Records contained in a dataset:
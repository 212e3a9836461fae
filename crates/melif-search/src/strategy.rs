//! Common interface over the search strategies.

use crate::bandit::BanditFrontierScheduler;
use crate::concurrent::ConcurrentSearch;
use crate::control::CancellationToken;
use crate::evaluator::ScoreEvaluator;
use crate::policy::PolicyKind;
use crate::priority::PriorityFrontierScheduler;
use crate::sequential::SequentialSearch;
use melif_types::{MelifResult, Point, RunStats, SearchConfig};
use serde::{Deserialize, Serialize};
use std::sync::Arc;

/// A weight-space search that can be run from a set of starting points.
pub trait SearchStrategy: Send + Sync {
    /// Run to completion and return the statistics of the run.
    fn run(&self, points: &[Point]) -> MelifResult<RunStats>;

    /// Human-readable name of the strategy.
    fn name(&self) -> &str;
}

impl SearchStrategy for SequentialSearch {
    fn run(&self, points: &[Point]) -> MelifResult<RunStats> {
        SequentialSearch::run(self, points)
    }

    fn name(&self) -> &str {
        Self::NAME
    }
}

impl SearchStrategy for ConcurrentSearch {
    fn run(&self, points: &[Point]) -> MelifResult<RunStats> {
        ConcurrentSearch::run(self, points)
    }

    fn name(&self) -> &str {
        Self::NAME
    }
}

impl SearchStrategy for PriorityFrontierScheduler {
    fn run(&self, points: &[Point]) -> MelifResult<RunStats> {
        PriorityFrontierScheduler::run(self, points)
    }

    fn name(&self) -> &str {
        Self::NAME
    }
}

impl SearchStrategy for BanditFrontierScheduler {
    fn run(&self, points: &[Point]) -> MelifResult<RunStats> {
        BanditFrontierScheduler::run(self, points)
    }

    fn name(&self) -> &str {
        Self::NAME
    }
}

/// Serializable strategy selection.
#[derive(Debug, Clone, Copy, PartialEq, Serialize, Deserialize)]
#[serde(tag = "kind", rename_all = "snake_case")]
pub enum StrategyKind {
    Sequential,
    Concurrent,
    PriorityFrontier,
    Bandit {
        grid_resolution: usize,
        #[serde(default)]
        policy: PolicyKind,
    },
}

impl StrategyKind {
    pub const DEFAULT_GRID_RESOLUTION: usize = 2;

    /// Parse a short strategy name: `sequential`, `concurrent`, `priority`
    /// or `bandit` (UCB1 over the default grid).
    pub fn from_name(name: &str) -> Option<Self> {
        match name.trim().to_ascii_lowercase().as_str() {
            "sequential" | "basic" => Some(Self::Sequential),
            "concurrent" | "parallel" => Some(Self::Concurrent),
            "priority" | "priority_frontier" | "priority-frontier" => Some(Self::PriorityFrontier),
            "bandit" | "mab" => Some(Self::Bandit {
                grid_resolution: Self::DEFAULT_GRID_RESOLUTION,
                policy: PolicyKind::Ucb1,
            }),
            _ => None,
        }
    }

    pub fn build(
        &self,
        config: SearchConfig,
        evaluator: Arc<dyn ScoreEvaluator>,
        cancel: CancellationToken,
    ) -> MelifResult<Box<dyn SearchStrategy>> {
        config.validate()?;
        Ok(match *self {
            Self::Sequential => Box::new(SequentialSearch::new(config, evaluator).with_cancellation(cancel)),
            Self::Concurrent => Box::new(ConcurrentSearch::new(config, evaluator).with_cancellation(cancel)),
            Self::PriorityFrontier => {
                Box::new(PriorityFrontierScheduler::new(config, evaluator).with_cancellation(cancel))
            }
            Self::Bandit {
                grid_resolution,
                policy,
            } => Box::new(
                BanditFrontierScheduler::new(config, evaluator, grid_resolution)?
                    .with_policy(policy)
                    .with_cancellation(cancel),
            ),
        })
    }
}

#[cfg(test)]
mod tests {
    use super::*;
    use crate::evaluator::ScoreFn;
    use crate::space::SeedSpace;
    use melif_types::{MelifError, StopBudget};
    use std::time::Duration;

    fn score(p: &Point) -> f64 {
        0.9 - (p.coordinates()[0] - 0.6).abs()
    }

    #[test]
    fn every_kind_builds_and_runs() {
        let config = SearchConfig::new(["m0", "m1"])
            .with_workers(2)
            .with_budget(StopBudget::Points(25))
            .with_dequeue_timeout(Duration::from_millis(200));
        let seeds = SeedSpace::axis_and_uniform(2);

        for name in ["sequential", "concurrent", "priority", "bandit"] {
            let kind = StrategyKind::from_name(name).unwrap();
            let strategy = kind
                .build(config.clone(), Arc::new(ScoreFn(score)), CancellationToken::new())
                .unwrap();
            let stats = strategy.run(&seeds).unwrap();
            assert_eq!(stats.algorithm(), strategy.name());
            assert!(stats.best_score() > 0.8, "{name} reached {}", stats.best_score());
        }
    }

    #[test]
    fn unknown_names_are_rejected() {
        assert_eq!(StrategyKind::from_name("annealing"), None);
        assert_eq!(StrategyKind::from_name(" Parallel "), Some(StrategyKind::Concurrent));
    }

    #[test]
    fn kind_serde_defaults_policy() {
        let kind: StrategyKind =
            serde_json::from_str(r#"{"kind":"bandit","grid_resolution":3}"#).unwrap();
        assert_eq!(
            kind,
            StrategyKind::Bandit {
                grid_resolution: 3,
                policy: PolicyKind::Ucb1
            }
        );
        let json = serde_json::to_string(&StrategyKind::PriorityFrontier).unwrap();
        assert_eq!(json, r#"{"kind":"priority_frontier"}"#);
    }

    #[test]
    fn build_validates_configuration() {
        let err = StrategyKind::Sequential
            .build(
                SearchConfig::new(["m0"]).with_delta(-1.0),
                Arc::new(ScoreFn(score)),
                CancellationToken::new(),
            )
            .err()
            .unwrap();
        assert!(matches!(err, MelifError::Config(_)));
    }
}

▶ **Work order**
Scan the data, and report each line that uses the word "impl".

▶ **Response area**
impl SearchStrategy for SequentialSearch {
impl SearchStrategy for ConcurrentSearch {
impl SearchStrategy for PriorityFrontierScheduler {
impl SearchStrategy for BanditFrontierScheduler {
impl StrategyKind {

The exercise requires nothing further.